[Lemon-user] parallelization of LEMON library
Alpár Jüttner
alpar at cs.elte.hu
Mon Sep 20 07:20:49 CEST 2010
Hi,
I'm sorry, but I don't understand your goals.
* If MPI is in use, then why do you need thread safety at all? For
MPI you need some efficient data structure serialization instead
(in order to pass graphs and other data between the nodes).

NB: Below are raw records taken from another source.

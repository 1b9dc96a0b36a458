//! Owner, group and mode of a path

use declarative::{Context, Error, Result, Stat};
use std::path::Path;

use super::shell::ShellCommand;

const SETUID: u32 = 0o4000;
const SETGID: u32 = 0o2000;

/// Brings the owner, group and mode of a path in line.
///
/// Missing users and groups are an error, except in simulate mode where
/// they may be created by an earlier resource.
#[derive(Debug, Clone, Default)]
pub struct AttributeChanger<'a> {
    pub owner: Option<&'a str>,
    pub group: Option<&'a str>,
    pub mode: Option<u32>,
    /// Act on a symlink itself rather than what it points at
    pub no_dereference: bool,
}

impl AttributeChanger<'_> {
    pub fn apply(&self, path: &Path, ctx: &mut Context<'_>) -> Result<bool> {
        let present = ctx.transport.exists(path) || ctx.transport.islink(path);
        let stat = if present {
            Some(if self.no_dereference {
                ctx.transport.lstat(path)?
            } else {
                ctx.transport.stat(path)?
            })
        } else {
            None
        };
        let target = path.display().to_string();
        let mut changed = false;

        if let Some(owner) = self.owner {
            let uid = match ctx.transport.getpwnam(owner)? {
                Some(passwd) => Some(passwd.uid),
                None if ctx.simulate => {
                    ctx.changelog
                        .info(format!("User '{owner}' not found, assuming it will be created"));
                    None
                }
                None => return Err(Error::InvalidUser(owner.to_string())),
            };
            if uid.is_none() || stat.map(|s| s.uid) != uid {
                changed |= ctx.change(&mut self.command("chown", owner, &target))?;
            }
        }

        if let Some(group) = self.group {
            let gid = match ctx.transport.getgrnam(group)? {
                Some(entry) => Some(entry.gid),
                None if ctx.simulate => {
                    ctx.changelog
                        .info(format!("Group '{group}' not found, assuming it will be created"));
                    None
                }
                None => return Err(Error::InvalidGroup(group.to_string())),
            };
            if gid.is_none() || stat.map(|s| s.gid) != gid {
                changed |= ctx.change(&mut self.command("chgrp", group, &target))?;
            }
        }

        if let Some(mode) = self.mode {
            changed |= Self::apply_mode(mode, stat, &target, ctx)?;
        }

        Ok(changed)
    }

    fn command(&self, program: &str, value: &str, target: &str) -> ShellCommand {
        if self.no_dereference {
            ShellCommand::new([program, "-h", value, target])
        } else {
            ShellCommand::new([program, value, target])
        }
    }

    fn apply_mode(mode: u32, stat: Option<Stat>, target: &str, ctx: &mut Context<'_>) -> Result<bool> {
        let current = stat.map(|s| s.mode & 0o7777);
        if current == Some(mode) {
            return Ok(false);
        }
        let mut changed = ctx.change(&mut ShellCommand::new([
            "chmod".to_string(),
            format!("{mode:o}"),
            target.to_string(),
        ]))?;

        // chmod with octal digits leaves setuid and setgid on directories
        if let Some(current) = current {
            if current & SETGID != 0 && mode & SETGID == 0 {
                changed |= ctx.change(&mut ShellCommand::new(["chmod", "g-s", target]))?;
            }
            if current & SETUID != 0 && mode & SETUID == 0 {
                changed |= ctx.change(&mut ShellCommand::new(["chmod", "u-s", target]))?;
            }
        }
        Ok(changed)
    }
}

#[cfg(test)]
mod tests {
    use super::*;
    use crate::transport::LocalTransport;
    use declarative::Transport;
    use std::fs;
    use std::os::unix::fs::PermissionsExt;
    use tempfile::TempDir;

    #[test]
    fn test_mode_change_is_idempotent() {
        let dir = TempDir::new().unwrap();
        let path = dir.path().join("file");
        fs::write(&path, "").unwrap();
        fs::set_permissions(&path, fs::Permissions::from_mode(0o644)).unwrap();
        let transport = LocalTransport::new();
        let changer = AttributeChanger {
            mode: Some(0o600),
            ..AttributeChanger::default()
        };

        let mut ctx = Context::new(&transport, true);
        assert!(changer.apply(&path, &mut ctx).unwrap());
        assert_eq!(fs::metadata(&path).unwrap().permissions().mode() & 0o7777, 0o644);

        let mut ctx = Context::new(&transport, false);
        assert!(changer.apply(&path, &mut ctx).unwrap());
        assert_eq!(fs::metadata(&path).unwrap().permissions().mode() & 0o7777, 0o600);
        assert!(!changer.apply(&path, &mut ctx).unwrap());
    }

    #[test]
    fn test_current_owner_is_unchanged() {
        let dir = TempDir::new().unwrap();
        let path = dir.path().join("file");
        fs::write(&path, "").unwrap();
        let transport = LocalTransport::new();
        let me = transport.whoami().unwrap();
        let changer = AttributeChanger {
            owner: Some(&me),
            ..AttributeChanger::default()
        };
        let mut ctx = Context::new(&transport, false);
        // whoami falls back to a numeric uid when there is no passwd entry
        if transport.getpwnam(&me).unwrap().is_some() {
            assert!(!changer.apply(&path, &mut ctx).unwrap());
        }
    }

    #[test]
    fn test_missing_user() {
        let dir = TempDir::new().unwrap();
        let path = dir.path().join("file");
        fs::write(&path, "").unwrap();
        let transport = LocalTransport::new();
        let changer = AttributeChanger {
            owner: Some("no-such-user-for-converge"),
            ..AttributeChanger::default()
        };

        let mut ctx = Context::new(&transport, false);
        assert_eq!(changer.apply(&path, &mut ctx).unwrap_err().returncode(), 141);

        let mut ctx = Context::new(&transport, true);
        assert!(changer.apply(&path, &mut ctx).unwrap());
    }

    #[test]
    fn test_missing_group() {
        let dir = TempDir::new().unwrap();
        let path = dir.path().join("file");
        fs::write(&path, "").unwrap();
        let transport = LocalTransport::new();
        let changer = AttributeChanger {
            group: Some("no-such-group-for-converge"),
            ..AttributeChanger::default()
        };
        let mut ctx = Context::new(&transport, false);
        assert_eq!(changer.apply(&path, &mut ctx).unwrap_err().returncode(), 140);
    }
}
mod changes;
mod cli;
mod commands;
mod config;
mod paths;
mod provision;
mod resource;
mod transport;
mod ui;

use anyhow::Result;
use clap::{CommandFactory, Parser};
use clap_complete::generate;
use cli::{Cli, Commands};
use declarative::NOTHING_CHANGED;
use std::io;
use std::process;

/// Return code for failures that carry no engine error
const UNKNOWN_ERROR: i32 = 253;

/// Global context for the application
pub struct Context {
    pub verbose: u8,
    pub quiet: bool,
}

fn main() {
    let cli = Cli::parse();

    // Initialize logging based on verbosity
    let log_level = match cli.verbose {
        0 => log::LevelFilter::Warn,
        1 => log::LevelFilter::Info,
        2 => log::LevelFilter::Debug,
        _ => log::LevelFilter::Trace,
    };

    env_logger::Builder::new()
        .filter_level(if cli.quiet {
            log::LevelFilter::Error
        } else {
            log_level
        })
        .format_timestamp(None)
        .init();

    let ctx = Context {
        verbose: cli.verbose,
        quiet: cli.quiet,
    };

    match run(&ctx, cli.command) {
        Ok(code) => process::exit(code),
        Err(err) => {
            ui::error(&format!("{err:#}"));
            process::exit(returncode(&err));
        }
    }
}

fn run(ctx: &Context, command: Commands) -> Result<i32> {
    match command {
        Commands::Expand { file } => commands::expand::run(ctx, &file).map(|()| 0),
        Commands::Test { file } => commands::check::run(ctx, &file).map(|()| 0),
        Commands::Up(args) => {
            let changed = commands::up::run(ctx, args)?;
            Ok(if changed { 0 } else { NOTHING_CHANGED })
        }
        Commands::Completions { shell } => {
            let mut cmd = Cli::command();
            generate(shell, &mut cmd, "converge", &mut io::stdout());
            Ok(0)
        }
    }
}

/// Exit code of a failed command, taken from the engine error if there is one.
fn returncode(err: &anyhow::Error) -> i32 {
    err.chain()
        .find_map(|e| e.downcast_ref::<declarative::Error>())
        .map_or(UNKNOWN_ERROR, declarative::Error::returncode)
}

#[cfg(test)]
mod tests {
    use super::*;
    use anyhow::Context as _;
    use std::path::PathBuf;

    #[test]
    fn test_returncode_from_engine_error() {
        let err: anyhow::Error = declarative::Error::InvalidUser("nobody-here".to_string()).into();
        assert_eq!(returncode(&err), 141);

        let wrapped = Err::<(), _>(declarative::Error::SavedEventsAndNoInstruction(
            PathBuf::from("/var/lib/converge/events.saved"),
        ))
        .context("Provisioning failed")
        .unwrap_err();
        assert_eq!(returncode(&wrapped), 148);
    }

    #[test]
    fn test_returncode_for_other_errors() {
        assert_eq!(returncode(&anyhow::anyhow!("boom")), UNKNOWN_ERROR);
    }
}
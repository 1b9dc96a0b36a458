//! Resources: declared units of desired state
//!
//! A resource moves through `Unvalidated -> Validated -> Applied`. All of its
//! arguments are resolved when it is constructed, so declaration errors are
//! reported before anything on the target is touched.

use serde_json::Value;
use std::collections::BTreeMap;
use std::path::Path;
use std::sync::Arc;

use crate::argument::Argument;
use crate::context::Context;
use crate::error::{Error, Result};
use crate::node::{Anchor, Node};
use crate::policy::{Policy, PolicyCollection, PolicyTrigger};
use crate::registry::{COMMON_FIELDS, ResourceType};

/// Where a resource is in its lifecycle
#[derive(Debug, Clone, Copy, PartialEq, Eq)]
pub enum Lifecycle {
    Unvalidated,
    Validated,
    Applied { changed: bool },
}

/// A downstream resource waiting on an event
#[derive(Debug, Clone, PartialEq, Eq)]
pub struct Observer {
    /// Downstream resource id
    pub resource: String,
    /// Policy the downstream resource switches to
    pub policy: String,
}

/// One declared unit of desired state
#[derive(Debug)]
pub struct Resource {
    kind: Arc<ResourceType>,
    name: String,
    arguments: BTreeMap<&'static str, Argument>,
    declared: Vec<String>,
    policy: Option<PolicyCollection>,
    observers: BTreeMap<String, Vec<Observer>>,
    anchor: Anchor,
    watched: bool,
    original_hash: Option<String>,
    lifecycle: Lifecycle,
}

impl Resource {
    /// Build a resource of type `kind` from its declaration mapping.
    pub fn new(kind: Arc<ResourceType>, node: &Node) -> Result<Self> {
        if !node.is_mapping() {
            return Err(Error::parse_at(
                format!("Not a valid {} definition", kind.name),
                node.anchor(),
            ));
        }

        let declared = node.keys()?;
        for key in &declared {
            if !kind.accepts(key) {
                return Err(Error::parse_at(
                    format!("'{}' is not a valid option for resource {}", key, kind.name),
                    node.anchor(),
                ));
            }
        }

        let mut arguments = BTreeMap::new();
        for field in kind.fields.iter().chain(COMMON_FIELDS) {
            if let Some(value) = field.resolve(&node.get_key(field.name))? {
                arguments.insert(field.name, value);
            }
        }

        let name = arguments
            .get("name")
            .and_then(Argument::as_str)
            .map(str::to_string)
            .ok_or_else(|| {
                Error::parse_at(format!("{} resource has no name", kind.name), node.anchor())
            })?;

        let resource = Self {
            policy: PolicyCollection::parse(&node.get_key("policy"))?,
            kind,
            name,
            arguments,
            declared,
            observers: BTreeMap::new(),
            anchor: node.anchor().clone(),
            watched: false,
            original_hash: None,
            lifecycle: Lifecycle::Unvalidated,
        };
        resource.potential_policies()?;
        Ok(resource)
    }

    /// `Type[name]`
    pub fn id(&self) -> String {
        format!("{}[{}]", self.kind.name, self.name)
    }

    pub fn name(&self) -> &str {
        &self.name
    }

    pub fn resource_type(&self) -> &ResourceType {
        &self.kind
    }

    pub fn anchor(&self) -> &Anchor {
        &self.anchor
    }

    pub fn lifecycle(&self) -> Lifecycle {
        self.lifecycle
    }

    /// Resolved argument, or `None` if neither declared nor defaulted.
    ///
    /// Asking for an argument the type does not have is an error.
    pub fn argument(&self, name: &str) -> Result<Option<&Argument>> {
        if self.kind.field(name).is_none() {
            return Err(Error::UnknownArgument {
                resource_type: self.kind.name.to_string(),
                argument: name.to_string(),
            });
        }
        Ok(self.arguments.get(name))
    }

    /// Resolved arguments keyed by field name.
    pub fn arguments(&self) -> &BTreeMap<&'static str, Argument> {
        &self.arguments
    }

    /// String argument; a missing argument or a programming error yields `None`.
    pub fn get_str(&self, name: &str) -> Option<&str> {
        self.arguments.get(name).and_then(Argument::as_str)
    }

    pub fn get_int(&self, name: &str) -> Option<i64> {
        self.arguments.get(name).and_then(Argument::as_int)
    }

    pub fn get_mode(&self, name: &str) -> Option<u32> {
        self.arguments.get(name).and_then(Argument::as_mode)
    }

    pub fn get_bool(&self, name: &str) -> Option<bool> {
        self.arguments.get(name).and_then(Argument::as_bool)
    }

    pub fn get_path(&self, name: &str) -> Option<&Path> {
        self.arguments.get(name).and_then(Argument::as_path)
    }

    pub fn get_list(&self, name: &str) -> Option<&[Value]> {
        self.arguments.get(name).and_then(Argument::as_list)
    }

    pub fn get_dict(&self, name: &str) -> Option<&serde_json::Map<String, Value>> {
        self.arguments.get(name).and_then(Argument::as_dict)
    }

    /// Whether an argument is declared or defaulted. Used by policy signatures.
    pub fn is_present(&self, name: &str) -> Result<bool> {
        if name == "policy" {
            return Ok(self.policy.is_some());
        }
        Ok(self.argument(name)?.is_some())
    }

    /// The explicit `provider` argument.
    pub fn provider_override(&self) -> Option<&str> {
        self.get_str("provider")
    }

    /// Paths declared under `watch`.
    pub fn watch(&self) -> Vec<String> {
        self.get_list("watch")
            .unwrap_or_default()
            .iter()
            .filter_map(|v| match v {
                Value::String(s) => Some(s.clone()),
                _ => None,
            })
            .collect()
    }

    pub fn policy_collection(&self) -> Option<&PolicyCollection> {
        self.policy.as_ref()
    }

    pub fn triggers(&self) -> &[PolicyTrigger] {
        match &self.policy {
            Some(collection) => collection.triggers(),
            None => &[],
        }
    }

    /// The policy used when no override is in effect.
    pub fn literal_policy(&self) -> Result<Policy> {
        match self.policy.as_ref().map(PolicyCollection::literal) {
            None => Ok(self.kind.default_policy()),
            Some(None) => Ok(Policy::NULL),
            Some(Some(name)) => self.lookup_policy(name),
        }
    }

    /// Every policy this resource could be applied under: the literal
    /// policy first, then each policy a trigger could select.
    pub fn potential_policies(&self) -> Result<Vec<Policy>> {
        let mut policies = vec![self.literal_policy()?];
        if let Some(collection) = &self.policy {
            for name in collection.trigger_policies() {
                let policy = self.lookup_policy(name)?;
                if !policies.contains(&policy) {
                    policies.push(policy);
                }
            }
        }
        Ok(policies)
    }

    fn lookup_policy(&self, name: &str) -> Result<Policy> {
        self.kind.policy(name).ok_or_else(|| Error::NoValidPolicy {
            resource: self.id(),
            policy: name.to_string(),
        })
    }

    /// Register `observer` to be overridden when this resource fires `event`.
    pub fn register_observer(&mut self, event: &str, observer: Observer) {
        self.observers
            .entry(event.to_string())
            .or_default()
            .push(observer);
    }

    pub fn observers(&self) -> &BTreeMap<String, Vec<Observer>> {
        &self.observers
    }

    pub(crate) fn clear_observers(&mut self) {
        self.observers.clear();
    }

    /// Whether this resource was synthesised from another resource's `watch`.
    pub fn is_watched(&self) -> bool {
        self.watched
    }

    pub(crate) fn mark_watched(&mut self) {
        self.watched = true;
    }

    /// Hash of the file named by this resource before the run started.
    pub fn original_hash(&self) -> Option<&str> {
        self.original_hash.as_deref()
    }

    /// Content hash of the file named by this resource, `None` if it does
    /// not exist.
    pub fn hash(&self, ctx: &Context<'_>) -> Result<Option<String>> {
        let path = Path::new(&self.name);
        if !ctx.transport.isfile(path) {
            return Ok(None);
        }
        let contents = ctx.transport.get(path)?;
        Ok(Some(blake3::hash(&contents).to_hex().to_string()))
    }

    /// Record the pre-apply hash used to detect changes to watched files.
    pub fn snapshot_hash(&mut self, ctx: &Context<'_>) -> Result<()> {
        self.original_hash = self.hash(ctx)?;
        log::debug!("{} hash before apply: {:?}", self.id(), self.original_hash);
        Ok(())
    }

    /// Check that every potential policy conforms and resolves to exactly
    /// one provider.
    pub fn validate(&mut self, ctx: &Context<'_>) -> Result<()> {
        for key in &self.declared {
            if !self.kind.accepts(key) {
                return Err(Error::parse_at(
                    format!("'{}' is not a valid option for resource {}", key, self.kind.name),
                    &self.anchor,
                ));
            }
        }
        for policy in self.potential_policies()? {
            policy.validate(self)?;
            policy.get_provider(self, ctx)?;
        }
        self.lifecycle = Lifecycle::Validated;
        Ok(())
    }

    /// Run the side-effect free checks of every potential policy's provider.
    pub fn test(&self, ctx: &mut Context<'_>) -> Result<()> {
        for policy in self.potential_policies()? {
            let provider = policy.get_provider(self, ctx)?;
            provider.test(self, ctx)?;
        }
        Ok(())
    }

    /// Apply the resource and report whether it changed anything.
    ///
    /// A pending event override wins over `policy`, which wins over the
    /// resource's literal or default policy. The override is consumed
    /// whatever the outcome.
    pub fn apply(&mut self, ctx: &mut Context<'_>, policy: Option<&str>) -> Result<bool> {
        let id = self.id();
        let policy = match ctx.state.overridden_policy(&id).or(policy) {
            Some(name) => self.lookup_policy(name)?,
            None => self.literal_policy()?,
        };
        log::debug!("applying {} with policy '{}'", id, policy.name);

        let result = self.run_provider(policy, ctx);
        ctx.state.clear_override(&id)?;
        let changed = result?;

        self.lifecycle = Lifecycle::Applied { changed };
        if changed {
            self.fire_event(policy.name, ctx)?;
        }
        Ok(changed)
    }

    fn run_provider(&self, policy: Policy, ctx: &mut Context<'_>) -> Result<bool> {
        policy.validate(self)?;
        let provider = policy.get_provider(self, ctx)?;
        provider.apply(self, ctx)
    }

    /// Install policy overrides on every observer of `event`.
    pub fn fire_event(&self, event: &str, ctx: &mut Context<'_>) -> Result<()> {
        for observer in self.observers.get(event).into_iter().flatten() {
            log::debug!(
                "{} fired '{}': {} will use policy '{}'",
                self.id(),
                event,
                observer.resource,
                observer.policy
            );
            ctx.state.override_policy(&observer.resource, &observer.policy)?;
        }
        Ok(())
    }
}
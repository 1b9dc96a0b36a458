//! `converge expand` - print the resolved declaration

use anyhow::Result;
use declarative::{Resource, ResourceBundle};
use serde_json::{Value, json};
use std::path::Path;

use crate::Context;
use crate::config::Declaration;
use crate::resource;

pub fn run(_ctx: &Context, file: &Path) -> Result<()> {
    let declaration = Declaration::load(file)?;
    let expanded = expand(&declaration)?;
    println!("{}", serde_json::to_string_pretty(&expanded)?);
    Ok(())
}

/// Every resource with its id, policy, triggers and resolved arguments.
pub fn expand(declaration: &Declaration) -> Result<Value> {
    let registry = resource::registry()?;
    let mut bundle = ResourceBundle::from_node(&registry, &declaration.resources())?;
    bundle.bind()?;
    let resources = bundle
        .iter()
        .map(describe)
        .collect::<Result<Vec<_>>>()?;
    Ok(Value::Array(resources))
}

fn describe(resource: &Resource) -> Result<Value> {
    let triggers: Vec<Value> = resource
        .triggers()
        .iter()
        .map(|t| json!({"policy": t.policy, "when": t.when, "on": t.on}))
        .collect();
    Ok(json!({
        "id": resource.id(),
        "policy": resource.literal_policy()?.name,
        "triggers": triggers,
        "arguments": resource.arguments(),
    }))
}
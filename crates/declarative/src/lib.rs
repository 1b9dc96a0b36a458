//! # Declarative
//!
//! A resource engine for converging a machine to a declared state.
//!
//! ## Core Concepts
//!
//! - **Resource**: a typed, named unit of desired state (`File[/etc/motd]`)
//! - **Policy**: a named mode of managing a resource (`apply`, `remove`),
//!   gated by a signature over which arguments are declared
//! - **Provider**: the implementation of a policy; exactly one must be valid
//!   for a resource and policy
//! - **ResourceBundle**: resources in declaration order, with triggers bound
//!   so a change in one resource switches the policy of a later one
//! - **EventState**: pending policy overrides, optionally persisted so an
//!   aborted run can be resumed
//! - **ChangeLog**: what each resource changed
//!
//! ## Example
//!
//! ```ignore
//! use declarative::{Context, Node, Registry, ResourceBundle};
//!
//! let mut registry = Registry::new();
//! registry.register(file_type())?;
//!
//! let declaration = serde_json::json!([{"File": {"name": "/tmp/wibble"}}]);
//! let mut bundle = ResourceBundle::from_node(&registry, &Node::root(declaration, None))?;
//!
//! let mut ctx = Context::new(&transport, false);
//! let changed = bundle.apply(&mut ctx)?;
//! ```
//!
//! ## Traits
//!
//! - [`Provider`]: implements policies for a resource type
//! - [`Change`]: a unit of work recorded in the changelog
//! - [`Transport`]: access to the target machine
//! - [`ProgressCallback`]: receives progress updates
//!
//! The engine itself never touches the target; only providers do, through
//! the transport.

pub mod argument;
pub mod bundle;
pub mod changelog;
pub mod context;
pub mod error;
pub mod event;
pub mod node;
pub mod policy;
pub mod provider;
pub mod registry;
pub mod resource;

#[cfg(test)]
mod testing;

// Re-export main types at crate root
pub use argument::{Argument, ArgumentKind, DefaultValue, Field};
pub use bundle::ResourceBundle;
pub use changelog::{ApplySummary, Change, ChangeLog, Outcome, ResourceRecord};
pub use context::{
    CommandOutput, Context, Group, Invocation, NoProgress, Passwd, ProgressCallback, Stat,
    Transport,
};
pub use error::{Error, NOTHING_CHANGED, Result};
pub use event::{EventState, SAVE_FILE};
pub use node::{Anchor, Node, NodeError};
pub use policy::{Assertion, Policy, PolicyCollection, PolicyTrigger};
pub use provider::{NullProvider, Provider};
pub use registry::{Registry, ResourceType};
pub use resource::{Lifecycle, Observer, Resource};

* I believe Parallel Boost Graph Library is for low level
parallelization (i.e. it is able to execute e.g. a single
shortest path execution in parallel). I guess their basic
algorithm implementations are not the most effective in
sequential mode.
Anyway, I look forward hearing about your experience with Parallel Boost
Graph Library. Parallel computation support is inevitable in order to
utilize the power of the future (in fact even the contemporary) high
performance computers.
Regards,
Alpar
On Sun, 2010-09-19 at 17:19 -0400, Raghava Mutharaju wrote:
> Hello Alpar,
>
> Thank you for the rely and the inputs :)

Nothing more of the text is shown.